Check each line of the data below for the string "InvalidNumber". Then give the number of lines that have it, without anything else.

**TASK INPUTS**
....................

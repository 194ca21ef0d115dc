use std::mem;

use thiserror::Error;
use tracing::{debug, trace};

use crate::{
    ast::{Comparator, FilterGroup, Joiner, LiteralKind, Operand, Operator, Predicate, Token},
    lexer::{LexError, Lexer},
    literal::{self, Decoded},
    policy::{FilterOptions, PolicyError},
    render::{RenderError, Renderer, SqlFragment},
    value::{NamedArgs, Value},
};

/// Suffix joining a predicate's render key and its argument counter.
const ARG_MARKER: &str = "_aip160_";

#[derive(Debug, Clone, PartialEq, Error)]
pub enum CompileError {
    #[error(transparent)]
    Lex(#[from] LexError),

    #[error("invalid filter options: {0}")]
    Policy(#[from] PolicyError),

    #[error("nested expressions are not supported")]
    NestedExpression,

    #[error("cannot combine multiple values in subexpression")]
    CombinedValues,

    #[error("unbalanced parenthesis")]
    UnbalancedParenthesis,

    #[error("empty parenthesized expression")]
    EmptyExpression,

    #[error("unexpected identifier {0}")]
    UnexpectedIdentifier(String),

    #[error("unexpected token {0}")]
    UnexpectedToken(String),

    #[error("unexpected end of filter")]
    UnexpectedEnd,

    #[error("missing identifier before {0}")]
    MissingIdentifier(String),

    #[error("missing operator for identifier {0}")]
    MissingOperator(String),

    #[error("missing value for identifier {0}")]
    MissingValue(String),

    #[error("null can only be compared with = or != (identifier {0})")]
    InvalidNullComparison(String),

    #[error("invalid {kind} literal {text}: {reason}")]
    InvalidLiteral {
        kind: LiteralKind,
        text: String,
        reason: String,
    },

    #[error("identifier {0} is not allowed")]
    IdentifierNotAllowed(String),

    #[error("type {kind} is not accepted for identifier {identifier}")]
    KindNotAccepted {
        kind: LiteralKind,
        identifier: String,
    },

    #[error("value {value} is not accepted for identifier {identifier}")]
    ValueNotAccepted { value: Value, identifier: String },

    #[error("unknown alias type for identifier {0}")]
    UnknownAliasType(String),
}
use std::sync::LazyLock;

use regex::Regex;
use thiserror::Error;

use crate::ast::{Comparator, LiteralKind, Token};

static TIMESTAMP: LazyLock<Regex> = LazyLock::new(|| {
    Regex::new(r"^\d{4}-\d{2}-\d{2}[Tt]\d{2}:\d{2}:\d{2}(\.\d+)?([Zz]|[+-]\d{2}:\d{2})$")
        .expect("timestamp pattern")
});
static DURATION: LazyLock<Regex> =
    LazyLock::new(|| Regex::new(r"^-?\d+(\.\d+)?s$").expect("duration pattern"));
static FLOAT: LazyLock<Regex> = LazyLock::new(|| {
    Regex::new(r"^-?(\d+\.\d+([eE][+-]?\d+)?|\d+[eE][+-]?\d+)$").expect("float pattern")
});
static UINT: LazyLock<Regex> = LazyLock::new(|| Regex::new(r"^\d+[uU]$").expect("uint pattern"));
static INT: LazyLock<Regex> = LazyLock::new(|| Regex::new(r"^-?\d+$").expect("int pattern"));

/// Character offset into the filter string.
pub type Position = usize;

#[derive(Debug, Clone, PartialEq, Eq, Error)]
pub enum LexError {
    #[error("unexpected character '{ch}' at position {position}")]
    UnexpectedCharacter { ch: char, position: Position },

    #[error("unterminated string starting at position {0}")]
    UnterminatedString(Position),

    #[error("invalid escape sequence \\{ch} at position {position}")]
    InvalidEscape { ch: char, position: Position },

    #[error("malformed number {text} at position {position}")]
    InvalidNumber { text: String, position: Position },
}

pub struct Lexer {
    input: Vec<char>,
    position: usize,
    after_comparator: bool,
}

impl Lexer {
    pub fn new(input: &str) -> Self {
        Lexer {
            input: input.chars().collect(),
            position: 0,
            after_comparator: false,
        }
    }

    pub fn position(&self) -> Position {
        self.position
    }

    fn current_char(&self) -> Option<char> {
        self.input.get(self.position).copied()
    }

    fn peek_char(&self, offset: usize) -> Option<char> {
        self.input.get(self.position + offset).copied()
    }

    fn advance(&mut self) {
        self.position += 1;
    }

    fn skip_whitespace(&mut self) {
        while let Some(ch) = self.current_char() {
            if ch.is_whitespace() {
                self.advance();
            } else {
                break;
            }
        }
    }

    fn read_identifier(&mut self) -> String {
        let mut result = String::new();
        while let Some(ch) = self.current_char() {
            let dotted = ch == '.'
                && self
                    .peek_char(1)
                    .is_some_and(|c| c.is_alphabetic() || c == '_');
            if ch.is_alphanumeric() || ch == '_' || dotted {
                result.push(ch);
                self.advance();
            } else {
                break;
            }
        }
        result
    }

    /// Scan a quoted string, keeping quotes and escapes in the token text.
    fn read_string(&mut self, quote: char) -> Result<String, LexError> {
        let start = self.position;
        let mut raw = String::new();
        raw.push(quote);
        self.advance();

        while let Some(ch) = self.current_char() {
            match ch {
                c if c == quote => {
                    raw.push(c);
                    self.advance();
                    return Ok(raw);
                }
                '\\' => {
                    self.advance();
                    match self.current_char() {
                        Some(c @ ('n' | 't' | 'r' | '"' | '\'' | '\\' | '*')) => {
                            raw.push('\\');
                            raw.push(c);
                            self.advance();
                        }
                        Some(c) => {
                            return Err(LexError::InvalidEscape {
                                ch: c,
                                position: self.position,
                            });
                        }
                        None => return Err(LexError::UnterminatedString(start)),
                    }
                }
                _ => {
                    raw.push(ch);
                    self.advance();
                }
            }
        }

        Err(LexError::UnterminatedString(start))
    }

    /// Scan a word starting with a digit (or a sign) and classify it.
    fn read_number(&mut self) -> Result<Token, LexError> {
        let start = self.position;
        let mut text = String::new();
        if self.current_char() == Some('-') {
            text.push('-');
            self.advance();
        }
        while let Some(ch) = self.current_char() {
            let sign_in_word = matches!(ch, '+' | '-')
                && text.ends_with(|c: char| c.is_ascii_alphanumeric());
            if ch.is_ascii_alphanumeric() || matches!(ch, '.' | ':') || sign_in_word {
                text.push(ch);
                self.advance();
            } else {
                break;
            }
        }

        let kind = if TIMESTAMP.is_match(&text) {
            LiteralKind::Timestamp
        } else if DURATION.is_match(&text) {
            LiteralKind::Duration
        } else if FLOAT.is_match(&text) {
            LiteralKind::Float
        } else if UINT.is_match(&text) {
            LiteralKind::UInt
        } else if INT.is_match(&text) {
            LiteralKind::Int
        } else {
            return Err(LexError::InvalidNumber {
                text,
                position: start,
            });
        };
        Ok(Token::literal(kind, text))
    }

    fn single(&mut self, token: Token) -> Token {
        self.advance();
        token
    }

    fn pair(&mut self, token: Token) -> Token {
        self.advance();
        self.advance();
        token
    }

    pub fn next_token(&mut self) -> Result<Token, LexError> {
        self.skip_whitespace();
        let after_comparator = std::mem::replace(&mut self.after_comparator, false);

        let token = match self.current_char() {
            None => Token::Eof,
            Some('(') => self.single(Token::LParen),
            Some(')') => self.single(Token::RParen),
            Some(',') => self.single(Token::Comma),
            Some(':') => self.single(Token::Comparator(Comparator::Has)),
            Some('=') => self.single(Token::Comparator(Comparator::Equals)),
            Some('!') => {
                if self.peek_char(1) == Some('=') {
                    self.pair(Token::Comparator(Comparator::NotEquals))
                } else {
                    return Err(LexError::UnexpectedCharacter {
                        ch: '!',
                        position: self.position,
                    });
                }
            }
            Some('<') => {
                if self.peek_char(1) == Some('=') {
                    self.pair(Token::Comparator(Comparator::LessEquals))
                } else {
                    self.single(Token::Comparator(Comparator::LessThan))
                }
            }
            Some('>') => {
                if self.peek_char(1) == Some('=') {
                    self.pair(Token::Comparator(Comparator::GreaterEquals))
                } else {
                    self.single(Token::Comparator(Comparator::GreaterThan))
                }
            }
            Some('-') => {
                // A minus right after a comparator signs the number.
                if after_comparator && self.peek_char(1).is_some_and(|c| c.is_ascii_digit()) {
                    self.read_number()?
                } else {
                    self.single(Token::Not)
                }
            }
            Some(q @ ('"' | '\'')) => Token::literal(LiteralKind::String, self.read_string(q)?),
            Some(ch) if ch.is_alphabetic() || ch == '_' => {
                let ident = self.read_identifier();

                match ident.as_str() {
                    "AND" => Token::And,
                    "OR" => Token::Or,
                    "NOT" => Token::Not,
                    "true" => Token::literal(LiteralKind::True, ident),
                    "false" => Token::literal(LiteralKind::False, ident),
                    "null" => Token::literal(LiteralKind::Null, ident),
                    _ => Token::Identifier(ident),
                }
            }
            Some(ch) if ch.is_ascii_digit() => self.read_number()?,
            Some(ch) => {
                return Err(LexError::UnexpectedCharacter {
                    ch,
                    position: self.position,
                });
            }
        };

        self.after_comparator = matches!(token, Token::Comparator(_));
        Ok(token)
    }

    /// Collect every token up to and including `Eof`.
    pub fn tokenize(mut self) -> Result<Vec<Token>, LexError> {
        let mut tokens = Vec::new();
        loop {
            let token = self.next_token()?;
            let done = token == Token::Eof;
            tokens.push(token);
            if done {
                return Ok(tokens);
            }
        }
    }
}
//! Values, tokens and SQL fragments as serde_json::Value

use serde_json::json;

use crate::value::format_duration;
use crate::{SqlFragment, Token, Value};

/// Convert a bind value to JSON
///
/// Timestamps and durations use the `{"timestamp": ...}` / `{"duration": ...}`
/// shapes the configuration loader accepts.
pub fn value_to_json(v: &Value) -> serde_json::Value {
    match v {
        Value::Null => serde_json::Value::Null,
        Value::Bool(b) => serde_json::Value::Bool(*b),
        Value::Int(i) => serde_json::Value::Number((*i).into()),
        Value::UInt(u) => serde_json::Value::Number((*u).into()),
        Value::Float(f) => serde_json::Number::from_f64(*f)
            .map(serde_json::Value::Number)
            .unwrap_or(serde_json::Value::Null),
        Value::String(s) => serde_json::Value::String(s.clone()),
        Value::Timestamp(_) => json!({ "timestamp": v.to_string() }),
        Value::Duration(d) => json!({ "duration": format_duration(*d) }),
        Value::Array(items) => serde_json::Value::Array(items.iter().map(value_to_json).collect()),
    }
}

pub fn fragment_to_json(fragment: &SqlFragment) -> serde_json::Value {
    json!({
        "sql": fragment.sql,
        "args": fragment.args.iter().map(value_to_json).collect::<Vec<_>>(),
    })
}

pub fn token_to_json(token: &Token) -> serde_json::Value {
    match token {
        Token::Identifier(name) => json!({ "identifier": name }),
        Token::Literal { kind, text } => json!({ "literal": kind, "text": text }),
        Token::Comparator(c) => json!({ "comparator": c.to_string() }),
        other => json!({ "token": other.to_string() }),
    }
}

....................

**RESPONSE BELOW**
2